Кто-то из них вскричит даже со слезами в голосе: "Да мы же в переносном смысле!!". Так-то оно так, только смысл у вас почему-то переносится и переносится на розги. Это в аккурат то, о чём скорбели люди русской культуры и общественности во времена крепостного права: и славянофилы, и западники, даже Достоевский, этот глашатай сугубой государственно-церковной бесцеремонности. Крепостничество, говорили они, калечит как низших, так и высших, как рабов, так и господ. До того прижилось и зажилось оно в России, что следы его будут бороздить её очень долго. Роковое последействие будет огрублять, развращать, опошлять души и нравы, свист розог будет отдаваться в веках.

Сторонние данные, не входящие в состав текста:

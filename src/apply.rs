use std::path::Path;

use anyhow::{Context, Result, bail};
use log::info;

use crate::cli::ApplyArgs;
use crate::export::{self, ExportConfig};
use crate::ingest::{IngestOptions, read_dataset};
use crate::mapping::MappingSpec;
use crate::store::{ConfigStore, JsonFileStore};
use crate::transform::{transform_chunks, transform_data};

#[derive(Debug)]
pub(crate) struct ResolvedSpec {
    pub spec: MappingSpec,
    pub export_config: ExportConfig,
}

/// A mapping spec comes from a spec file or from a saved configuration,
/// never both.
pub(crate) fn resolve_spec(
    spec_path: Option<&Path>,
    store_path: Option<&Path>,
    config_id: Option<&str>,
) -> Result<ResolvedSpec> {
    match (spec_path, store_path, config_id) {
        (Some(path), None, None) => Ok(ResolvedSpec {
            spec: MappingSpec::load(path)?,
            export_config: ExportConfig::default(),
        }),
        (None, Some(store), Some(id)) => {
            let store = JsonFileStore::new(store);
            let config = store
                .load(id)?
                .with_context(|| format!("No configuration with id '{id}' in the store"))?;
            info!("Using configuration '{}' ({id})", config.name);
            Ok(ResolvedSpec {
                spec: config.spec,
                export_config: config.export_config,
            })
        }
        (Some(_), _, _) => bail!("--spec cannot be combined with --store/--config"),
        (None, _, _) => bail!("Provide either --spec or both --store and --config"),
    }
}

pub fn execute(args: &ApplyArgs) -> Result<()> {
    let resolved = resolve_spec(
        args.spec.as_deref(),
        args.store.as_deref(),
        args.config.as_deref(),
    )?;

    let options = IngestOptions {
        delimiter: args.delimiter,
        encoding: args.input_encoding.clone(),
        no_headers: args.no_headers,
        limit: (args.limit > 0).then_some(args.limit),
    };
    let dataset = read_dataset(&args.input, &options)?;

    let rules = &resolved.spec.transformation_rules;
    let transformed = if args.chunk_size > 0 {
        transform_chunks(
            &dataset.rows,
            &resolved.spec.mappings,
            rules,
            args.chunk_size,
        )
    } else {
        transform_data(&dataset.rows, &resolved.spec.mappings, rules)
    };
    if let Some(message) = &transformed.error {
        bail!("Transformation failed: {message}");
    }

    let mut export_config = resolved.export_config;
    if let Some(format) = args.format {
        export_config.format = format;
    }
    if let Some(name) = &args.sheet_name {
        export_config.sheet_name = Some(name.clone());
    }
    if args.omit_headers {
        export_config.include_headers = false;
    }

    export::write_dataset(
        &transformed,
        &export_config,
        args.output.as_deref(),
        args.output_delimiter,
    )?;
    info!(
        "Transformed {} row(s) into {} column(s)",
        transformed.data.len(),
        transformed.columns.len()
    );
    Ok(())
}

#[cfg(test)]
mod tests {
    use super::*;

    #[test]
    fn spec_and_store_sources_are_mutually_exclusive() {
        let err = resolve_spec(
            Some(Path::new("spec.yaml")),
            Some(Path::new("store.json")),
            Some("id"),
        )
        .unwrap_err();
        assert!(err.to_string().contains("cannot be combined"));

        let err = resolve_spec(None, Some(Path::new("store.json")), None).unwrap_err();
        assert!(err.to_string().contains("Provide either"));

        let err = resolve_spec(None, None, None).unwrap_err();
        assert!(err.to_string().contains("Provide either"));
    }
}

Как в воду глядели… Телесные наказания, отмененные трагически поздно, остаются не только в полицейской и домашней повседневности. Они – в народной душе: в языке всех классов, слоёв, вероучений и верований. Пороть, выдрать, отстегать, отлупить, врезать, дать по морде, по шее, в нос, в глаз… С одинаковым смаком и врождённым знанием дела это всё произносят и малограмотные, и образованные, и бедные, и богатые. Те из них, кто говорит, что в Европе наших дней невозможно Хамовническое судилище, конечно, правы. Но невозможно и такое, чтобы вся Европа, от академиков литературы и живописи до музыкантов первого ряда и фрондирующих церковнослужителей, ратовала за телесное наказание трёх молодых женщин, в чём бы они ни обвинялись.
В такие дни лишний раз вспоминается научные школы, выделяющие Россию как отдельную цивилизацию, чуждую Западу. А коль так, то миллионы рук, потянувшихся к розгам, - не позор России, как считает три-четыре белых вороны в этой стране, а лицо России. Черты его рассогласованы, иные враждуют между собой, но это черты одного лица, и путинское его выражение не случайно. И однако же… Немцов: "Я бы им по заднице надавал, и на этом бы все закончилось". Нет, господин Немцов, для страны всё только началось бы. А для вас – ну, для вас да, могло бы и закончиться. В России всё-таки 140 миллионов. Веру Засулич среди них вы узнали бы по устремлённому на вас взгляду. "Какое маленькое отверстие у ствола!", - успели бы подумать.